• _TASK REQUIREMENTS_: Go over the data and copy out each line with "entries" in it.

• _INFORMATION SUPPLIED_:
───
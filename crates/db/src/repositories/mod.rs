//! Repository layer.
//!
//! Each repository is a zero-sized struct providing async methods that
//! accept `&PgPool` as the first argument. Questionnaire access is always
//! scoped by owner.

pub mod questionnaire_repo;
pub mod user_repo;

pub use questionnaire_repo::QuestionnaireRepo;
pub use user_repo::UserRepo;
use std::sync::Arc;

use crate::config::ServerConfig;

/// Shared application state available to all Axum handlers via `State<AppState>`.
///
/// Cheap to clone: the pool is reference-counted and the config sits behind `Arc`.
#[derive(Clone)]
pub struct AppState {
    pub pool: formcraft_db::DbPool,
    pub config: Arc<ServerConfig>,
}
//! Collaborator interfaces the editor session persists through.
//!
//! [`QuestionnaireStorage`] is the remote store, scoped to whichever user
//! the implementation is authenticated as. [`RecoveryStore`] is the local
//! scratch area the in-progress draft is mirrored to.

use std::collections::HashMap;
use std::future::Future;
use std::sync::{Arc, Mutex};

use crate::error::CoreError;
use crate::questionnaire::{Questionnaire, QuestionnairePatch, StoredQuestionnaire};
use crate::types::DbId;

/// Recovery key of the draft being created.
pub const RECOVERY_KEY: &str = "questionnaire-form";

/// Recovery key of a draft editing the stored questionnaire `id`.
pub fn edit_recovery_key(id: DbId) -> String {
    format!("{RECOVERY_KEY}:{id}")
}

/// Owner-scoped questionnaire persistence.
///
/// Implementations translate their own failures into [`CoreError`] kinds;
/// a record owned by someone else is reported as `NotFound`.
pub trait QuestionnaireStorage: Send + Sync {
    fn create(
        &self,
        document: &Questionnaire,
    ) -> impl Future<Output = Result<StoredQuestionnaire, CoreError>> + Send;

    fn get(&self, id: DbId) -> impl Future<Output = Result<StoredQuestionnaire, CoreError>> + Send;

    /// Newest first.
    fn list(&self) -> impl Future<Output = Result<Vec<StoredQuestionnaire>, CoreError>> + Send;

    fn update(
        &self,
        id: DbId,
        patch: &QuestionnairePatch,
    ) -> impl Future<Output = Result<StoredQuestionnaire, CoreError>> + Send;

    fn delete(&self, id: DbId) -> impl Future<Output = Result<(), CoreError>> + Send;
}

/// Local key/value scratch store for unsaved drafts.
pub trait RecoveryStore: Send + Sync {
    fn save(&self, key: &str, snapshot: &str) -> Result<(), CoreError>;

    fn load(&self, key: &str) -> Result<Option<String>, CoreError>;

    /// Removing a missing key is not an error.
    fn clear(&self, key: &str) -> Result<(), CoreError>;
}

impl<T: QuestionnaireStorage + ?Sized> QuestionnaireStorage for Arc<T> {
    fn create(
        &self,
        document: &Questionnaire,
    ) -> impl Future<Output = Result<StoredQuestionnaire, CoreError>> + Send {
        (**self).create(document)
    }

    fn get(&self, id: DbId) -> impl Future<Output = Result<StoredQuestionnaire, CoreError>> + Send {
        (**self).get(id)
    }

    fn list(&self) -> impl Future<Output = Result<Vec<StoredQuestionnaire>, CoreError>> + Send {
        (**self).list()
    }

    fn update(
        &self,
        id: DbId,
        patch: &QuestionnairePatch,
    ) -> impl Future<Output = Result<StoredQuestionnaire, CoreError>> + Send {
        (**self).update(id, patch)
    }

    fn delete(&self, id: DbId) -> impl Future<Output = Result<(), CoreError>> + Send {
        (**self).delete(id)
    }
}

impl<T: RecoveryStore + ?Sized> RecoveryStore for Arc<T> {
    fn save(&self, key: &str, snapshot: &str) -> Result<(), CoreError> {
        (**self).save(key, snapshot)
    }

    fn load(&self, key: &str) -> Result<Option<String>, CoreError> {
        (**self).load(key)
    }

    fn clear(&self, key: &str) -> Result<(), CoreError> {
        (**self).clear(key)
    }
}

/// Process-local recovery store.
#[derive(Debug, Default)]
pub struct MemoryRecoveryStore {
    entries: Mutex<HashMap<String, String>>,
}

impl MemoryRecoveryStore {
    pub fn new() -> Self {
        Self::default()
    }

    fn entries(&self) -> Result<std::sync::MutexGuard<'_, HashMap<String, String>>, CoreError> {
        self.entries
            .lock()
            .map_err(|_| CoreError::Internal("recovery store lock poisoned".into()))
    }
}

impl RecoveryStore for MemoryRecoveryStore {
    fn save(&self, key: &str, snapshot: &str) -> Result<(), CoreError> {
        self.entries()?.insert(key.to_string(), snapshot.to_string());
        Ok(())
    }

    fn load(&self, key: &str) -> Result<Option<String>, CoreError> {
        Ok(self.entries()?.get(key).cloned())
    }

    fn clear(&self, key: &str) -> Result<(), CoreError> {
        self.entries()?.remove(key);
        Ok(())
    }
}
───
• _ANSWER TO THIS EXERCISE_:
    entries: Mutex<HashMap<String, String>>,
    fn entries(&self) -> Result<std::sync::MutexGuard<'_, HashMap<String, String>>, CoreError> {
        self.entries
        self.entries()?.insert(key.to_string(), snapshot.to_string());
        Ok(self.entries()?.get(key).cloned())
        self.entries()?.remove(key);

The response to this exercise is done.